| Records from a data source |
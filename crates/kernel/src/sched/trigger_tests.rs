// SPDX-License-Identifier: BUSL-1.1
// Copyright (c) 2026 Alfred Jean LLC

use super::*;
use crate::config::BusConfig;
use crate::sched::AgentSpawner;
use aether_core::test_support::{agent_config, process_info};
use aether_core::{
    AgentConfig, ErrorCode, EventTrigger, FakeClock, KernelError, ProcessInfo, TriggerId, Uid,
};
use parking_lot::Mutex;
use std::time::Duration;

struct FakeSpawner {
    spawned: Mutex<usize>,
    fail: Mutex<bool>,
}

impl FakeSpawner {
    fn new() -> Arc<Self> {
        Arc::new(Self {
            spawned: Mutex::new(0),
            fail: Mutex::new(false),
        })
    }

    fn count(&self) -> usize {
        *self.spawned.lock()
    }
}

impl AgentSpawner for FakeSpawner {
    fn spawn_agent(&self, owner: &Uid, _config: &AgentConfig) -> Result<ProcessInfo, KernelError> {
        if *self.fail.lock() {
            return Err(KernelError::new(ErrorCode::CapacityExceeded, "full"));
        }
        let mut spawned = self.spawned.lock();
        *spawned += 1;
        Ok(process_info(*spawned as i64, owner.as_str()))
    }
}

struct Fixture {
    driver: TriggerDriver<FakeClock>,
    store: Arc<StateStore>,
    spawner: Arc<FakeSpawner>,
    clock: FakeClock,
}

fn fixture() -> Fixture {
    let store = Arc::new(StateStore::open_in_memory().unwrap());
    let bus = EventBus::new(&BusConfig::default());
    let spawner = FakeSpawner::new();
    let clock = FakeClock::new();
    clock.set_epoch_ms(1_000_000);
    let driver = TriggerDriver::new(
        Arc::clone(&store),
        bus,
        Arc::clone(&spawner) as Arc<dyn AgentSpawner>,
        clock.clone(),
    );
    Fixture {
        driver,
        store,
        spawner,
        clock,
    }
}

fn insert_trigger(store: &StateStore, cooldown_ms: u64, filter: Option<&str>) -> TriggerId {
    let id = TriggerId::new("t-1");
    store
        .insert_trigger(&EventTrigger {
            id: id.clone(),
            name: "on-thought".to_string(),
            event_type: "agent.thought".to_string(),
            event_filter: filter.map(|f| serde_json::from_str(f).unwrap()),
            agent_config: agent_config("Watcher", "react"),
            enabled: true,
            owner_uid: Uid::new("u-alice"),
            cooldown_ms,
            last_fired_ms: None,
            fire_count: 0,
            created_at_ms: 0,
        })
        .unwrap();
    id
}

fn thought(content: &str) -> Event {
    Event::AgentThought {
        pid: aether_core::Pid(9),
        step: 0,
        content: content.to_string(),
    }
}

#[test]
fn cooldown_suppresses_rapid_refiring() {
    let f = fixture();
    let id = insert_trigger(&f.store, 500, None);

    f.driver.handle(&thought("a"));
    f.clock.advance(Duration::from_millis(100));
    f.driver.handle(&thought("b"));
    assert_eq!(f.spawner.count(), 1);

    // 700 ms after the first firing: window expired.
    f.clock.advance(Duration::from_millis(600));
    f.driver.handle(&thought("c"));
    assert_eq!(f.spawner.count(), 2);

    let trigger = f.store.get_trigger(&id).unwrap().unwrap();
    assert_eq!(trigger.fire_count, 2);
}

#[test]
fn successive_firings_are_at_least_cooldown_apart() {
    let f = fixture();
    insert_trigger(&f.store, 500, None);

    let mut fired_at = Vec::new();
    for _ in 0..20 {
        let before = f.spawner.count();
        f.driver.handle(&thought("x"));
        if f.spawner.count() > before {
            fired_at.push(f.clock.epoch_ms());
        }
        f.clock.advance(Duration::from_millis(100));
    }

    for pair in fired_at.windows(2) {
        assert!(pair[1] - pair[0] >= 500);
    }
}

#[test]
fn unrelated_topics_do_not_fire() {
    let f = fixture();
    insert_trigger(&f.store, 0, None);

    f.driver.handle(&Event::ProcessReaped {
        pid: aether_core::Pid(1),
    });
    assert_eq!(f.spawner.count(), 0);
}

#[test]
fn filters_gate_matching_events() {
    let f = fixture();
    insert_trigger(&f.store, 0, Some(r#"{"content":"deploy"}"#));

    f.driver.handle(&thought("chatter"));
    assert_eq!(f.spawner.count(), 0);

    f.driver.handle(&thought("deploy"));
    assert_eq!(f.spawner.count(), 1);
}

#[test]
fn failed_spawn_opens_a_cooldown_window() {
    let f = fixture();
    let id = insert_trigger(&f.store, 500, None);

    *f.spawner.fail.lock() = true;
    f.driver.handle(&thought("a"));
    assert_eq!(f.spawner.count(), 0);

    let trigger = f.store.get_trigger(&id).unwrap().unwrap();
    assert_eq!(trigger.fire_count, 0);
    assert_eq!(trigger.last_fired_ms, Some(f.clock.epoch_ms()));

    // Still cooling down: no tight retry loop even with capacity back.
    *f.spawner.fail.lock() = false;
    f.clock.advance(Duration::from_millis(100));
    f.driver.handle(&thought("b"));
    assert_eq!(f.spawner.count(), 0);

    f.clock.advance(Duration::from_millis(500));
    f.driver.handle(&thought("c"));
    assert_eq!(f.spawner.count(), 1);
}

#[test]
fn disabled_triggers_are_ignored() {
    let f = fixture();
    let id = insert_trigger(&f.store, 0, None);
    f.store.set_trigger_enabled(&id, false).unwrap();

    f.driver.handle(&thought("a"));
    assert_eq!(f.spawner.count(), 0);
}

| WORK INSTRUCTION |
Return all of the data precisely as it appears.

| ANSWER TO THE PROBLEM |
filename crates/kernel/src/sched/trigger_tests.rs
// SPDX-License-Identifier: BUSL-1.1
// Copyright (c) 2026 Alfred Jean LLC

use super::*;
use crate::config::BusConfig;
use crate::sched::AgentSpawner;
use aether_core::test_support::{agent_config, process_info};
use aether_core::{
    AgentConfig, ErrorCode, EventTrigger, FakeClock, KernelError, ProcessInfo, TriggerId, Uid,
};
use parking_lot::Mutex;
use std::time::Duration;

struct FakeSpawner {
    spawned: Mutex<usize>,
    fail: Mutex<bool>,
}

impl FakeSpawner {
    fn new() -> Arc<Self> {
        Arc::new(Self {
            spawned: Mutex::new(0),
            fail: Mutex::new(false),
        })
    }

    fn count(&self) -> usize {
        *self.spawned.lock()
    }
}

impl AgentSpawner for FakeSpawner {
    fn spawn_agent(&self, owner: &Uid, _config: &AgentConfig) -> Result<ProcessInfo, KernelError> {
        if *self.fail.lock() {
            return Err(KernelError::new(ErrorCode::CapacityExceeded, "full"));
        }
        let mut spawned = self.spawned.lock();
        *spawned += 1;
        Ok(process_info(*spawned as i64, owner.as_str()))
    }
}

struct Fixture {
    driver: TriggerDriver<FakeClock>,
    store: Arc<StateStore>,
    spawner: Arc<FakeSpawner>,
    clock: FakeClock,
}

fn fixture() -> Fixture {
    let store = Arc::new(StateStore::open_in_memory().unwrap());
    let bus = EventBus::new(&BusConfig::default());
    let spawner = FakeSpawner::new();
    let clock = FakeClock::new();
    clock.set_epoch_ms(1_000_000);
    let driver = TriggerDriver::new(
        Arc::clone(&store),
        bus,
        Arc::clone(&spawner) as Arc<dyn AgentSpawner>,
        clock.clone(),
    );
    Fixture {
        driver,
        store,
        spawner,
        clock,
    }
}

fn insert_trigger(store: &StateStore, cooldown_ms: u64, filter: Option<&str>) -> TriggerId {
    let id = TriggerId::new("t-1");
    store
        .insert_trigger(&EventTrigger {
            id: id.clone(),
            name: "on-thought".to_string(),
            event_type: "agent.thought".to_string(),
            event_filter: filter.map(|f| serde_json::from_str(f).unwrap()),
            agent_config: agent_config("Watcher", "react"),
            enabled: true,
            owner_uid: Uid::new("u-alice"),
            cooldown_ms,
            last_fired_ms: None,
            fire_count: 0,
            created_at_ms: 0,
        })
        .unwrap();
    id
}

fn thought(content: &str) -> Event {
    Event::AgentThought {
        pid: aether_core::Pid(9),
        step: 0,
        content: content.to_string(),
    }
}

#[test]
fn cooldown_suppresses_rapid_refiring() {
    let f = fixture();
    let id = insert_trigger(&f.store, 500, None);

    f.driver.handle(&thought("a"));
    f.clock.advance(Duration::from_millis(100));
    f.driver.handle(&thought("b"));
    assert_eq!(f.spawner.count(), 1);

    // 700 ms after the first firing: window expired.
    f.clock.advance(Duration::from_millis(600));
    f.driver.handle(&thought("c"));
    assert_eq!(f.spawner.count(), 2);

    let trigger = f.store.get_trigger(&id).unwrap().unwrap();
    assert_eq!(trigger.fire_count, 2);
}

#[test]
fn successive_firings_are_at_least_cooldown_apart() {
    let f = fixture();
    insert_trigger(&f.store, 500, None);

    let mut fired_at = Vec::new();
    for _ in 0..20 {
        let before = f.spawner.count();
        f.driver.handle(&thought("x"));
        if f.spawner.count() > before {
            fired_at.push(f.clock.epoch_ms());
        }
        f.clock.advance(Duration::from_millis(100));
    }

    for pair in fired_at.windows(2) {
        assert!(pair[1] - pair[0] >= 500);
    }
}

#[test]
fn unrelated_topics_do_not_fire() {
    let f = fixture();
    insert_trigger(&f.store, 0, None);

    f.driver.handle(&Event::ProcessReaped {
        pid: aether_core::Pid(1),
    });
    assert_eq!(f.spawner.count(), 0);
}

#[test]
fn filters_gate_matching_events() {
    let f = fixture();
    insert_trigger(&f.store, 0, Some(r#"{"content":"deploy"}"#));

    f.driver.handle(&thought("chatter"));
    assert_eq!(f.spawner.count(), 0);

    f.driver.handle(&thought("deploy"));
    assert_eq!(f.spawner.count(), 1);
}

#[test]
fn failed_spawn_opens_a_cooldown_window() {
    let f = fixture();
    let id = insert_trigger(&f.store, 500, None);

    *f.spawner.fail.lock() = true;
    f.driver.handle(&thought("a"));
    assert_eq!(f.spawner.count(), 0);

    let trigger = f.store.get_trigger(&id).unwrap().unwrap();
    assert_eq!(trigger.fire_count, 0);
    assert_eq!(trigger.last_fired_ms, Some(f.clock.epoch_ms()));

    // Still cooling down: no tight retry loop even with capacity back.
    *f.spawner.fail.lock() = false;
    f.clock.advance(Duration::from_millis(100));
    f.driver.handle(&thought("b"));
    assert_eq!(f.spawner.count(), 0);

    f.clock.advance(Duration::from_millis(500));
    f.driver.handle(&thought("c"));
    assert_eq!(f.spawner.count(), 1);
}

#[test]
fn disabled_triggers_are_ignored() {
    let f = fixture();
    let id = insert_trigger(&f.store, 0, None);
    f.store.set_trigger_enabled(&id, false).unwrap();

    f.driver.handle(&thought("a"));
    assert_eq!(f.spawner.count(), 0);
}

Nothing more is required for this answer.